Now, as a final sample, let us start a UEFI system with the shim boot loader. First, we need to sign the shim boot loader with our authorized database key.

sbsign --key ../efitools/DB.key --cert ../efitools/DB.crt --output shim-signed.efi shim.efi

Next, we need to prepare a directory with the following files:

  • LockDown.efi – the one from efitools.
  • HelloWorld.efi – the one from efitools.
  • HelloWorld-signed.efi – the one from efitools.
  • shim.efi – the shim executable we just compiled.
  • shim-signed.efi – the shim executable we just signed.
  • MokManager.efi – a copy of MokManager.efi.signed, the MokManager signed with the shim boot loader’s key.
  • fallback.efi – a copy of fallback.efi.signed, the fallback application signed with the shim boot loader’s key.
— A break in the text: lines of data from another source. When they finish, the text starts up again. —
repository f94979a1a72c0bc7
//! Command-line interface definitions and handlers.

/// CLI argument parsing with clap.
pub mod args;

/// Subcommand implementations.
pub mod commands;

pub use args::{Args, Command};
//! Request/response access to the model server.

mod ollama;

use anyhow::Result;
use async_trait::async_trait;

pub use ollama::{DEFAULT_ENDPOINT, OLLAMA_HOST_ENV, OllamaClient};

/// A model backend that answers single-turn prompts.
///
/// Every call is independent: no conversation history is carried between
/// calls to [`ModelClient::chat`].
#[async_trait]
pub trait ModelClient: Send + Sync {
    /// Sends `message` as the only user turn to `model` and returns the reply text.
    async fn chat(&self, model: &str, message: &str) -> Result<String>;

    /// Returns a human-readable listing of the models the backend has installed.
    async fn list_models(&self) -> Result<String>;
}

/// Approximate token count: the number of whitespace-delimited words.
pub fn count_tokens(text: &str) -> usize {
    text.split_whitespace().count()
}
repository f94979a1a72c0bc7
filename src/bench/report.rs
//! Terminal output for benchmark runs.

use std::path::Path;

use super::BenchmarkSummary;
use crate::ui::{GlyphStyle, Style};

const RULE_WIDTH: usize = 50;

pub fn print_header(model: &str, prompt: &str, iterations: usize, style: GlyphStyle) {
    let rule = "=".repeat(RULE_WIDTH);
    println!();
    println!("{}", Style::header(&rule));
    println!("{}", Style::header(format!("🌟 Running Test for Model: {model} 🌟")));
    println!("{}", Style::header(&rule));
    println!();
    println!("📝 Prompt: {prompt}");
    println!("🔄 Total Iterations: {iterations}");
    println!("✨ Spinner Style: {style}");
    println!();
}

/// Plain-text summary of a finished run.
pub fn summary_text(summary: &BenchmarkSummary) -> String {
    let Ok(average) = summary.average_tokens_per_second() else {
        return format!(
            "⚠️ Speed test for {} had no successful iterations; no average computed.",
            summary.model()
        );
    };

    let mut lines = vec![format!("🏆 Average Tokens per Second: {average:.2}")];

    if let (Some(min), Some(max)) = (
        summary.min_tokens_per_second(),
        summary.max_tokens_per_second(),
    ) {
        lines.push(format!("📉 Slowest: {min:.2} tokens/sec"));
        lines.push(format!("📈 Fastest: {max:.2} tokens/sec"));
    }
    if let Ok(elapsed) = summary.average_elapsed_secs() {
        lines.push(format!("⏱️ Average Time: {elapsed:.2} sec"));
    }
    lines.push(format!("🔢 Total Tokens: {}", summary.total_tokens()));

    if !summary.is_complete() {
        lines.push(format!(
            "⚠️ Completed {} of {} iterations",
            summary.results().len(),
            summary.requested_iterations()
        ));
    }

    lines.join("\n")
}

pub fn print_summary(summary: &BenchmarkSummary) {
    println!();
    println!("{}", Style::summary("📊 Speed Test Summary:"));
    if summary.results().is_empty() {
        println!("{}", Style::warning(summary_text(summary)));
    } else {
        println!("{}", summary_text(summary));
    }
}

pub fn print_chart_saved(path: &Path) {
    println!(
        "{}",
        Style::artifact(format!("🖼️ Graph saved as '{}'", path.display()))
    );
}
//! File system utilities.

use anyhow::Result;
use std::fs;
use std::path::Path;

/// Writes content to a file atomically using a temp file and rename.
///
/// The temp file is created in the same directory as the target file so the
/// rename stays on one filesystem. An interrupted write never leaves a
/// half-written chart behind.
///
/// # Errors
///
/// Returns an error if the temp file cannot be written or renamed.
pub fn atomic_write(path: &Path, content: &str) -> Result<()> {
    let parent = match path.parent() {
        Some(dir) if !dir.as_os_str().is_empty() => dir,
        _ => Path::new("."),
    };
    let file_name = path.file_name().unwrap_or_default().to_string_lossy();
    let temp_path = parent.join(format!(".{file_name}.tmp"));

    fs::write(&temp_path, content)?;
    fs::rename(&temp_path, path)?;

    Ok(())
}
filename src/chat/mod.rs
//! Interactive chat mode.
//!
//! A REPL that forwards free text to the current model and handles a small
//! set of built-in commands (`exit`, `models`, `setmodel`, `testmodel`, `help`).

/// Built-in command parsing and autocomplete.
pub mod command;
mod session;
mod ui;

pub use session::{ChatSession, Flow, SessionConfig};
pub(crate) use ui::print_models;
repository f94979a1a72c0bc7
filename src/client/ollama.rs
use anyhow::{Context, Result, bail};
use async_trait::async_trait;
use reqwest::Client;
use serde::{Deserialize, Serialize};
use std::borrow::Cow;
use tokio::process::Command;
use tracing::debug;

use super::ModelClient;

/// Where a stock Ollama install listens.
pub const DEFAULT_ENDPOINT: &str = "http://localhost:11434";

/// Environment variable the `ollama` CLI (and server) read for the server address.
pub const OLLAMA_HOST_ENV: &str = "OLLAMA_HOST";

#[derive(Debug, Serialize)]
struct ChatRequest<'a> {
    model: &'a str,
    messages: Vec<Message<'a>>,
    stream: bool,
}

#[derive(Debug, Serialize)]
struct Message<'a> {
    role: &'static str,
    content: Cow<'a, str>,
}

#[derive(Debug, Deserialize)]
struct ChatResponse {
    message: ResponseMessage,
}

#[derive(Debug, Deserialize)]
struct ResponseMessage {
    content: String,
}

/// Client for Ollama's native chat API.
///
/// Model listing goes through the `ollama` command-line tool, so it reports
/// whatever the local installation has pulled.
pub struct OllamaClient {
    client: Client,
    endpoint: String,
}

impl OllamaClient {
    pub fn new(endpoint: String) -> Self {
        Self {
            client: Client::new(),
            endpoint,
        }
    }

    fn chat_url(&self) -> String {
        format!("{}/api/chat", self.endpoint.trim_end_matches('/'))
    }

    /// `ollama list` pointed at the same server that receives chat requests.
    fn list_command(&self) -> Command {
        let mut command = Command::new("ollama");
        command.arg("list").env(OLLAMA_HOST_ENV, &self.endpoint);
        command
    }
}

#[async_trait]
impl ModelClient for OllamaClient {
    async fn chat(&self, model: &str, message: &str) -> Result<String> {
        let url = self.chat_url();

        let request = ChatRequest {
            model,
            messages: vec![Message {
                role: "user",
                content: Cow::Borrowed(message),
            }],
            stream: false,
        };

        debug!(%url, model, "sending chat request");

        let response = self
            .client
            .post(&url)
            .json(&request)
            .send()
            .await
            .with_context(|| format!("Failed to connect to Ollama at {url}"))?;

        if !response.status().is_success() {
            let status = response.status();
            let body = response.text().await.unwrap_or_default();
            bail!("Ollama request failed with status {status}: {body}");
        }

        let body: ChatResponse = response
            .json()
            .await
            .context("Failed to parse Ollama chat response")?;

        debug!(model, bytes = body.message.content.len(), "chat response received");
        Ok(body.message.content)
    }

    async fn list_models(&self) -> Result<String> {
        let output = self
            .list_command()
            .output()
            .await
            .context("Failed to run 'ollama list'")?;

        if !output.status.success() {
            let stderr = String::from_utf8_lossy(&output.stderr);
            bail!("'ollama list' exited with {}: {}", output.status, stderr.trim());
        }

        Ok(String::from_utf8_lossy(&output.stdout).into_owned())
    }
}
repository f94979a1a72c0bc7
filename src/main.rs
use anyhow::Result;
use clap::Parser;

use mygpt::cli::commands::{bench, chat, models};
use mygpt::cli::{Args, Command};
use mygpt::client::OllamaClient;
use mygpt::config::{ConfigManager, ResolveOptions, ResolvedConfig, resolve_config};
use mygpt::logging;
use mygpt::ui::Style;

#[tokio::main]
async fn main() {
    let args = Args::parse();
    logging::init(args.verbose);

    let config = match load_config(&args) {
        Ok(config) => config,
        Err(e) => {
            eprintln!("{} {e:#}", Style::error("Error:"));
            std::process::exit(exitcode::CONFIG);
        }
    };

    let code = match run(args.command, config).await {
        Ok(code) => code,
        Err(e) => {
            eprintln!("{} {e:#}", Style::error("Error:"));
            exitcode::SOFTWARE
        }
    };
    std::process::exit(code);
}

async fn run(command: Option<Command>, config: ResolvedConfig) -> Result<exitcode::ExitCode> {
    match command {
        Some(Command::Models) => {
            let client = OllamaClient::new(config.endpoint);
            models::list_models(&client).await?;
        }
        Some(Command::Bench { .. }) => {
            if !bench::run_bench(&config).await {
                return Ok(exitcode::UNAVAILABLE);
            }
        }
        None => chat::run_chat(config).await?,
    }

    Ok(exitcode::OK)
}

fn load_config(args: &Args) -> Result<ResolvedConfig> {
    let manager = ConfigManager::new()?;
    let file_config = manager.load_or_default()?;

    let mut options = ResolveOptions {
        model: args.model.clone(),
        style: args.style,
        endpoint: args.endpoint.clone(),
        ..ResolveOptions::default()
    };
    if let Some(Command::Bench {
        prompt,
        iterations,
        output,
    }) = &args.command
    {
        options.prompt.clone_from(prompt);
        options.iterations = iterations.map(|n| n as usize);
        options.output.clone_from(output);
    }

    resolve_config(&options, &file_config)
}
//! Configuration file loading and CLI/config resolution.

mod manager;

pub use manager::{
    BenchmarkConfig, BenchmarkSettings, ConfigFile, ConfigManager, GeneralConfig,
    ResolveOptions, ResolvedConfig, resolve_config,
};
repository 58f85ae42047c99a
use derive_more::{Display, From, Into};
use serde::{Deserialize, Serialize};

/// Provider-issued bearer credential.
///
/// Deliberately has no `Display` and a redacting `Debug`: the only way to
/// read the raw value is [`AccessToken::expose`], used when attaching it to
/// an outbound `Authorization` header or the session cookie.
#[derive(Clone, PartialEq, Eq, From)]
pub struct AccessToken(String);

impl AccessToken {
    #[must_use]
    pub fn new(token: impl Into<String>) -> Self {
        Self(token.into())
    }

    /// Raw bearer value.
    #[must_use]
    pub fn expose(&self) -> &str {
        &self.0
    }
}

impl std::fmt::Debug for AccessToken {
    fn fmt(&self, f: &mut std::fmt::Formatter<'_>) -> std::fmt::Result {
        f.write_str("AccessToken([redacted])")
    }
}

/// Opaque upstream playlist identifier, passed through verbatim.
#[derive(Debug, Clone, PartialEq, Eq, Hash, Serialize, Deserialize, Display, From, Into)]
#[serde(transparent)]
pub struct PlaylistId(pub String);

/// Client-facing reduction of a provider playlist.
#[derive(Debug, Clone, PartialEq, Eq, Serialize, Deserialize)]
pub struct PlaylistSummary {
    pub id: PlaylistId,
    pub name: String,
    /// First image URL, `null` when the playlist has no artwork.
    pub image: Option<String>,
}

/// Client-facing reduction of a provider playlist item.
#[derive(Debug, Clone, PartialEq, Eq, Serialize, Deserialize)]
pub struct TrackSummary {
    pub name: String,
    /// Artist names joined with `", "`, in provider order.
    pub artists: String,
    /// Link to the track on the provider's web player, if any.
    pub url: Option<String>,
}

#[cfg(test)]
mod tests {
    use super::*;

    #[test]
    fn access_token_debug_is_redacted() {
        let token = AccessToken::new("BQD-very-secret");
        let debug = format!("{token:?}");
        assert!(!debug.contains("BQD"));
        assert_eq!(debug, "AccessToken([redacted])");
        assert_eq!(token.expose(), "BQD-very-secret");
    }

    #[test]
    fn playlist_id_is_transparent() {
        let id = PlaylistId::from("37i9dQZF1DXcBWIGoYBM5M".to_string());
        assert_eq!(
            serde_json::to_string(&id).unwrap(),
            "\"37i9dQZF1DXcBWIGoYBM5M\""
        );
        assert_eq!(id.to_string(), "37i9dQZF1DXcBWIGoYBM5M");
    }

    #[test]
    fn missing_image_serializes_as_null() {
        let summary = PlaylistSummary {
            id: PlaylistId("p1".into()),
            name: "Road trip".into(),
            image: None,
        };
        let json = serde_json::to_value(&summary).unwrap();
        assert_eq!(
            json,
            serde_json::json!({"id": "p1", "name": "Road trip", "image": null})
        );
    }
}
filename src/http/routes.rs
use std::sync::Arc;

use axum::body::Body;
use axum::extract::{Path, Query, State};
use axum::http::{Request, StatusCode, header::LOCATION};
use axum::response::{IntoResponse, Redirect, Response};
use axum::routing::get;
use axum::{Json, Router};
use axum_extra::extract::{CookieJar, PrivateCookieJar};
use serde::Deserialize;
use serde_json::{Value, json};
use tower_http::trace::TraceLayer;

use super::config::RelayConfig;
use super::cookies;
use super::cors;
use super::error::ApiError;
use super::extractor::{SessionToken, attach_session, clear_session};
use super::state::AppState;
use crate::csrf;
use crate::types::{PlaylistId, PlaylistSummary, TrackSummary};

/// Create the relay router.
///
/// | Route | Method | |
/// |---|---|---|
/// | `/login` | GET | 302 to the provider's authorize URL |
/// | `/callback` | GET | code exchange, session cookie, 302 to the frontend |
/// | `/logout` | GET, POST | drop the session cookie, redirect to the frontend |
/// | `/playlists` | GET | current user's playlists |
/// | `/playlist/{id}` | GET | tracks of one playlist |
/// | `/health` | GET | liveness |
pub fn relay_routes(config: RelayConfig) -> Router {
    let cors = cors::cors_layer(config.settings.allowed_origins.clone());

    let state = AppState {
        oauth: Arc::new(config.client),
        api: Arc::new(config.api),
        settings: config.settings,
    };

    Router::new()
        .route("/login", get(login))
        .route("/callback", get(callback))
        .route("/logout", get(logout).post(logout))
        .route("/playlists", get(playlists))
        .route("/playlist/{id}", get(playlist_tracks))
        .route("/health", get(health))
        .layer(cors)
        .layer(TraceLayer::new_for_http().make_span_with(request_span))
        .with_state(state)
}

/// Request span with the path only; `/callback` query strings carry the code and state.
fn request_span(request: &Request<Body>) -> tracing::Span {
    tracing::debug_span!(
        "request",
        method = %request.method(),
        path = %request.uri().path(),
    )
}

/// `302 Found` with a `Location` header.
struct Found(String);

impl IntoResponse for Found {
    fn into_response(self) -> Response {
        (StatusCode::FOUND, [(LOCATION, self.0)]).into_response()
    }
}

// ── Login ──────────────────────────────────────────────────────────

async fn login(State(state): State<AppState>, jar: PrivateCookieJar) -> (PrivateCookieJar, Found) {
    let auth_req = state.oauth.authorization_url();

    let state_cookie = cookies::state_cookie(&auth_req.state, &state.settings.callback_path);

    tracing::debug!("Redirecting to provider authorization");

    (jar.add(state_cookie), Found(auth_req.url))
}

// ── Callback ───────────────────────────────────────────────────────

#[derive(Deserialize)]
struct CallbackParams {
    code: Option<String>,
    state: Option<String>,
    error: Option<String>,
}

async fn callback(
    State(state): State<AppState>,
    private_jar: PrivateCookieJar,
    jar: CookieJar,
    Query(params): Query<CallbackParams>,
) -> Result<(PrivateCookieJar, CookieJar, Found), ApiError> {
    if let Some(error) = params.error {
        return Err(ApiError::AuthorizationDenied(error));
    }

    let code = params
        .code
        .filter(|c| !c.is_empty())
        .ok_or(ApiError::MissingCode)?;

    let received_state = params.state.ok_or(ApiError::StateMismatch)?;
    let issued_state = cookies::get_state(&private_jar).ok_or(ApiError::StateMismatch)?;
    if !csrf::states_match(&issued_state, &received_state) {
        return Err(ApiError::StateMismatch);
    }

    // The session cookie is only minted after a complete, successful exchange.
    let token = state
        .oauth
        .exchange_code(&code)
        .await
        .map_err(ApiError::TokenExchange)?;

    let private_jar = private_jar.add(cookies::clear_state_cookie(&state.settings.callback_path));
    let jar = attach_session(jar, &token);

    tracing::info!("OAuth2 login successful");

    Ok((private_jar, jar, Found(state.settings.frontend_url.to_string())))
}

// ── Logout ─────────────────────────────────────────────────────────

async fn logout(State(state): State<AppState>, jar: CookieJar) -> (CookieJar, Redirect) {
    (clear_session(jar), Redirect::to(state.settings.frontend_url.as_str()))
}

// ── Resources ──────────────────────────────────────────────────────

async fn playlists(
    State(state): State<AppState>,
    SessionToken(token): SessionToken,
) -> Result<Json<Vec<PlaylistSummary>>, ApiError> {
    let playlists = state.api.list_playlists(&token).await?;
    tracing::debug!(count = playlists.len(), "Listed playlists");
    Ok(Json(playlists))
}

async fn playlist_tracks(
    State(state): State<AppState>,
    SessionToken(token): SessionToken,
    Path(id): Path<String>,
) -> Result<Json<Vec<TrackSummary>>, ApiError> {
    let playlist_id = PlaylistId(id);
    let tracks = state.api.list_tracks(&token, &playlist_id).await?;
    tracing::debug!(playlist_id = %playlist_id, count = tracks.len(), "Listed playlist tracks");
    Ok(Json(tracks))
}

async fn health() -> Json<Value> {
    Json(json!({ "status": "ok" }))
}

#[cfg(test)]
mod tests {
    use std::io;
    use std::sync::{Arc, Mutex};

    use super::*;

    #[derive(Clone, Default)]
    struct Captured(Arc<Mutex<Vec<u8>>>);

    impl io::Write for Captured {
        fn write(&mut self, buf: &[u8]) -> io::Result<usize> {
            self.0.lock().unwrap().extend_from_slice(buf);
            Ok(buf.len())
        }

        fn flush(&mut self) -> io::Result<()> {
            Ok(())
        }
    }

    #[test]
    fn request_span_records_path_without_query() {
        let captured = Captured::default();
        let writer = captured.clone();
        let subscriber = tracing_subscriber::fmt()
            .with_max_level(tracing::Level::DEBUG)
            .with_ansi(false)
            .with_writer(move || writer.clone())
            .finish();

        tracing::subscriber::with_default(subscriber, || {
            let request = Request::get("/callback?code=secret-code&state=secret-state")
                .body(Body::empty())
                .unwrap();
            let span = request_span(&request);
            let _entered = span.enter();
            tracing::debug!("handled");
        });

        let output = String::from_utf8(captured.0.lock().unwrap().clone()).unwrap();
        assert!(output.contains("path=/callback"));
        assert!(!output.contains("secret-code"));
        assert!(!output.contains("secret-state"));
    }
}
use std::sync::Arc;

use axum::extract::FromRef;
use axum_extra::extract::cookie::Key;

use super::config::RelaySettings;
use crate::oauth::AuthClient;
use crate::resource::ApiClient;

/// Shared state for relay route handlers. Immutable after startup.
#[derive(Clone)]
pub(super) struct AppState {
    pub(super) oauth: Arc<AuthClient>,
    pub(super) api: Arc<ApiClient>,
    pub(super) settings: RelaySettings,
}

// PrivateCookieJar requires Key to be extractable from state
impl FromRef<AppState> for Key {
    fn from_ref(state: &AppState) -> Self {
        state.settings.cookie_key.clone()
    }
}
Next, let’s execute the following inside a QEMU virtual machine with the above files.

> fs0:
> LockDown.efi
> shim.efi
Error reported: Security Violation
> shim-signed.efi

The above will then start the signed shim boot loader, which will not find a default boot loader and hence ask whether we want to start MokManager to enroll our own keys.

As a variation to the above, we can rename HelloWorld-signed.efi to grub.efi (the default boot loader used by shim defined in DEFAULT_LOADER in the Makefile). In this case, shim will automatically execute automatically our signed hello world application as the next stage boot loader.

As yet another variation, we could have renamed HelloWorld.efi to grub.efi. In this case the shim boot loader would have identified that this file is not correctly signed with any key valid at this stage, complain, and offer to execute the MokManager. With which we could enroll a the signature of the unsigned version of our hello world application.